Count the lines in the data below holding the string "cycles" and write the total by itself.

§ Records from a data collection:
*-*-*

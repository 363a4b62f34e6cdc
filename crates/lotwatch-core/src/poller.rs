// ── Refresh loop ──
//
// Fetch -> normalize -> render on a fixed timer. The timer is independent
// of request completion: a slow fetch does not delay the next tick, so two
// cycles may be in flight at once and whichever finishes last wins the
// final view. No sequencing token is used to discard superseded responses.

use std::sync::Arc;
use std::time::Duration;

use tokio::sync::watch;
use tokio_util::sync::CancellationToken;
use tracing::{debug, warn};

use lotwatch_api::ApiClient;

use crate::model::Device;
use crate::normalize::normalize_device;
use crate::render::{render_devices, CommandRoutes};

/// Default poll cadence.
pub const DEFAULT_POLL_INTERVAL: Duration = Duration::from_secs(2);

/// One cycle's output: the status line plus the fully rendered device
/// list. Replaced wholesale every cycle; on failure the body is cleared so
/// stale data is never shown silently.
#[derive(Debug, Clone, Default, PartialEq)]
pub struct DashboardView {
    pub status: String,
    pub body: String,
    pub device_count: usize,
    /// False when this view came out of a failed cycle (body cleared).
    pub ok: bool,
}

/// Run one fetch -> normalize -> render cycle and produce the view.
///
/// Never fails: transport, HTTP, and shape errors all collapse into a
/// failure view with the error text in the status line and an empty body.
pub async fn poll_once(client: &ApiClient, routes: &CommandRoutes) -> DashboardView {
    match client.fetch_devices().await {
        Ok(records) => {
            let devices: Vec<Device> = records.iter().map(normalize_device).collect();
            debug!(devices = devices.len(), "poll cycle complete");
            DashboardView {
                status: format!("Devices: {}", devices.len()),
                body: render_devices(&devices, routes),
                device_count: devices.len(),
                ok: true,
            }
        }
        Err(e) => {
            warn!(error = %e, "failed to load devices");
            DashboardView {
                status: format!("Failed to load devices: {e}"),
                body: String::new(),
                device_count: 0,
                ok: false,
            }
        }
    }
}

/// Drives [`poll_once`] on a fixed interval and publishes each result into
/// a `watch` channel (last write wins).
pub struct Poller {
    client: Arc<ApiClient>,
    routes: CommandRoutes,
    interval: Duration,
    view_tx: watch::Sender<DashboardView>,
    cancel: CancellationToken,
}

impl Poller {
    pub fn new(client: Arc<ApiClient>, routes: CommandRoutes, interval: Duration) -> Self {
        let (view_tx, _) = watch::channel(DashboardView::default());
        Self {
            client,
            routes,
            interval,
            view_tx,
            cancel: CancellationToken::new(),
        }
    }

    /// Subscribe to rendered views. The initial value is the empty default;
    /// the first real view arrives right after the immediate first tick.
    pub fn subscribe(&self) -> watch::Receiver<DashboardView> {
        self.view_tx.subscribe()
    }

    /// Token that stops the timer loop. In-flight cycles are not cancelled;
    /// their late results are simply never observed once receivers go away.
    pub fn cancellation_token(&self) -> CancellationToken {
        self.cancel.clone()
    }

    /// Run the loop: one cycle immediately, then one per interval tick.
    ///
    /// Each cycle runs in its own task so the timer never waits on the
    /// network. Poll failures only affect the published view; the loop
    /// itself runs until cancelled.
    pub async fn run(self) {
        let mut ticker = tokio::time::interval(self.interval);

        loop {
            tokio::select! {
                biased;
                () = self.cancel.cancelled() => break,
                _ = ticker.tick() => {
                    let client = Arc::clone(&self.client);
                    let routes = self.routes.clone();
                    let view_tx = self.view_tx.clone();
                    tokio::spawn(async move {
                        let view = poll_once(&client, &routes).await;
                        let _ = view_tx.send(view);
                    });
                }
            }
        }
        debug!("poller stopped");
    }
}

#[cfg(test)]
mod tests {
    use serde_json::json;
    use wiremock::matchers::{method, path};
    use wiremock::{Mock, MockServer, ResponseTemplate};

    use super::*;

    async fn client_for(server: &MockServer) -> ApiClient {
        #[allow(clippy::unwrap_used)]
        let base = server.uri().parse().unwrap();
        ApiClient::with_client(reqwest::Client::new(), base)
    }

    #[tokio::test]
    async fn successful_poll_renders_and_counts() {
        let server = MockServer::start().await;
        Mock::given(method("GET"))
            .and(path("/api/devices"))
            .respond_with(ResponseTemplate::new(200).set_body_json(json!([
                { "deviceId": "lot-a" },
                { "deviceId": "lot-b", "slots": { "available": 0, "occupied": 5 } },
            ])))
            .mount(&server)
            .await;

        let view = poll_once(&client_for(&server).await, &CommandRoutes::default()).await;
        assert_eq!(view.status, "Devices: 2");
        assert_eq!(view.device_count, 2);
        assert!(view.ok);
        assert!(view.body.contains("lot-a"));
        assert!(view.body.contains("lot-b"));
    }

    #[tokio::test]
    async fn http_failure_surfaces_status_and_clears_body() {
        let server = MockServer::start().await;
        Mock::given(method("GET"))
            .and(path("/api/devices"))
            .respond_with(ResponseTemplate::new(500).set_body_string("device offline"))
            .mount(&server)
            .await;

        let view = poll_once(&client_for(&server).await, &CommandRoutes::default()).await;
        assert!(view.status.contains("500"), "status was: {}", view.status);
        assert!(
            view.status.contains("device offline"),
            "status was: {}",
            view.status
        );
        assert!(view.body.is_empty());
        assert_eq!(view.device_count, 0);
        assert!(!view.ok);
    }

    #[tokio::test]
    async fn non_array_body_is_treated_as_failure() {
        let server = MockServer::start().await;
        Mock::given(method("GET"))
            .and(path("/api/devices"))
            .respond_with(ResponseTemplate::new(200).set_body_json(json!({ "devices": [] })))
            .mount(&server)
            .await;

        let view = poll_once(&client_for(&server).await, &CommandRoutes::default()).await;
        assert!(view.status.starts_with("Failed to load devices:"));
        assert!(view.body.is_empty());
    }

    #[tokio::test]
    async fn run_polls_immediately_and_stops_on_cancel() {
        let server = MockServer::start().await;
        Mock::given(method("GET"))
            .and(path("/api/devices"))
            .respond_with(ResponseTemplate::new(200).set_body_json(json!([{ "deviceId": "lot-a" }])))
            .mount(&server)
            .await;

        let poller = Poller::new(
            Arc::new(client_for(&server).await),
            CommandRoutes::default(),
            Duration::from_secs(60),
        );
        let mut views = poller.subscribe();
        let cancel = poller.cancellation_token();
        let handle = tokio::spawn(poller.run());

        // First cycle fires without waiting for the interval.
        tokio::time::timeout(Duration::from_secs(5), views.changed())
            .await
            .expect("no view published")
            .expect("poller dropped");
        assert_eq!(views.borrow().status, "Devices: 1");

        cancel.cancel();
        tokio::time::timeout(Duration::from_secs(5), handle)
            .await
            .expect("poller did not stop")
            .expect("poller task panicked");
    }
}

*-*-*

§ EXERCISE SOLUTION: 2